> Exercise data:
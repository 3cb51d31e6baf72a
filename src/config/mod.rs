use anyhow::{bail, Context, Result};
use serde::Deserialize;
use std::path::{Path, PathBuf};
use tracing::{info, warn};

/// Environment variable that overrides `auth.jwt_secret`
pub const JWT_SECRET_ENV: &str = "RATEBOOK_JWT_SECRET";

/// Environment variable that overrides `auth.admin_password`
pub const ADMIN_PASSWORD_ENV: &str = "RATEBOOK_ADMIN_PASSWORD";

/// Longest accepted access-token lifetime (one year)
pub const MAX_TOKEN_TTL_HOURS: i64 = 24 * 365;

#[derive(Debug, Clone, Default, Deserialize)]
pub struct Config {
    #[serde(default)]
    pub server: ServerConfig,
    #[serde(default)]
    pub database: DatabaseConfig,
    #[serde(default)]
    pub auth: AuthConfig,
    #[serde(default)]
    pub logging: LoggingConfig,
    #[serde(default)]
    pub cors: CorsConfig,
}

#[derive(Debug, Clone, Deserialize)]
pub struct ServerConfig {
    #[serde(default = "default_host")]
    pub host: String,
    #[serde(default = "default_port")]
    pub port: u16,
}

impl Default for ServerConfig {
    fn default() -> Self {
        Self {
            host: default_host(),
            port: default_port(),
        }
    }
}

fn default_host() -> String {
    "0.0.0.0".to_string()
}

fn default_port() -> u16 {
    3001
}

#[derive(Debug, Clone, Deserialize)]
pub struct DatabaseConfig {
    /// Path to the SQLite database file
    #[serde(default = "default_db_path")]
    pub path: PathBuf,
    #[serde(default = "default_max_connections")]
    pub max_connections: u32,
    /// Insert a demo user and sample businesses on startup
    #[serde(default)]
    pub seed_demo_data: bool,
}

impl Default for DatabaseConfig {
    fn default() -> Self {
        Self {
            path: default_db_path(),
            max_connections: default_max_connections(),
            seed_demo_data: false,
        }
    }
}

fn default_db_path() -> PathBuf {
    PathBuf::from("./data/ratebook.db")
}

fn default_max_connections() -> u32 {
    5
}

#[derive(Debug, Clone, Deserialize)]
pub struct AuthConfig {
    /// HMAC secret used to sign access tokens. Generated at startup when empty.
    #[serde(default)]
    pub jwt_secret: Option<String>,
    /// Lifetime of an access token in hours
    #[serde(default = "default_token_ttl_hours")]
    pub token_ttl_hours: i64,
    #[serde(default = "default_admin_email")]
    pub admin_email: String,
    /// Password for the bootstrap admin. No admin is created when unset.
    #[serde(default)]
    pub admin_password: Option<String>,
}

impl Default for AuthConfig {
    fn default() -> Self {
        Self {
            jwt_secret: None,
            token_ttl_hours: default_token_ttl_hours(),
            admin_email: default_admin_email(),
            admin_password: None,
        }
    }
}

fn default_token_ttl_hours() -> i64 {
    24 * 7
}

fn default_admin_email() -> String {
    "admin@example.com".to_string()
}

#[derive(Debug, Clone, Deserialize)]
pub struct LoggingConfig {
    #[serde(default = "default_log_level")]
    pub level: String,
}

impl Default for LoggingConfig {
    fn default() -> Self {
        Self {
            level: default_log_level(),
        }
    }
}

fn default_log_level() -> String {
    "info".to_string()
}

#[derive(Debug, Clone, Default, Deserialize)]
pub struct CorsConfig {
    /// Allowed origins. Any origin is allowed when empty.
    #[serde(default)]
    pub allowed_origins: Vec<String>,
}

impl Config {
    pub fn load(path: &Path) -> Result<Self> {
        let mut config = if path.exists() {
            info!("Loading configuration from {}", path.display());
            let content = std::fs::read_to_string(path)
                .with_context(|| format!("Failed to read config file: {}", path.display()))?;
            Self::from_toml(&content)?
        } else {
            info!("No config file found, using defaults");
            Config::default()
        };

        config.apply_env_overrides();
        Ok(config)
    }

    pub fn from_toml(content: &str) -> Result<Self> {
        let config: Config =
            toml::from_str(content).with_context(|| "Failed to parse configuration file")?;
        config.validate()?;
        Ok(config)
    }

    /// Reject settings that parse but cannot work at runtime.
    pub fn validate(&self) -> Result<()> {
        let ttl = self.auth.token_ttl_hours;
        if !(1..=MAX_TOKEN_TTL_HOURS).contains(&ttl) {
            bail!(
                "auth.token_ttl_hours must be between 1 and {}, got {}",
                MAX_TOKEN_TTL_HOURS,
                ttl
            );
        }
        Ok(())
    }

    fn apply_env_overrides(&mut self) {
        if let Ok(secret) = std::env::var(JWT_SECRET_ENV) {
            if !secret.is_empty() {
                self.auth.jwt_secret = Some(secret);
            }
        }
        if let Ok(password) = std::env::var(ADMIN_PASSWORD_ENV) {
            if !password.is_empty() {
                self.auth.admin_password = Some(password);
            }
        }
    }

    /// Returns the configured JWT secret, or a random one when none is set.
    pub fn jwt_secret(&self) -> String {
        match self.auth.jwt_secret.as_deref() {
            Some(secret) if !secret.is_empty() => secret.to_string(),
            _ => {
                warn!(
                    "No JWT secret configured; generated a random one. Tokens will not survive a restart (set {})",
                    JWT_SECRET_ENV
                );
                crate::crypto::generate_secret()
            }
        }
    }
}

> Required work: Only an exact copy of the lines from the beginning of the listing through the line with "lifetime (one year)", both included, belongs in the answer.

> Final answer:
repository 3cb51d31e6baf72a
filename src/config/mod.rs
use anyhow::{bail, Context, Result};
use serde::Deserialize;
use std::path::{Path, PathBuf};
use tracing::{info, warn};

/// Environment variable that overrides `auth.jwt_secret`
pub const JWT_SECRET_ENV: &str = "RATEBOOK_JWT_SECRET";

/// Environment variable that overrides `auth.admin_password`
pub const ADMIN_PASSWORD_ENV: &str = "RATEBOOK_ADMIN_PASSWORD";

/// Longest accepted access-token lifetime (one year)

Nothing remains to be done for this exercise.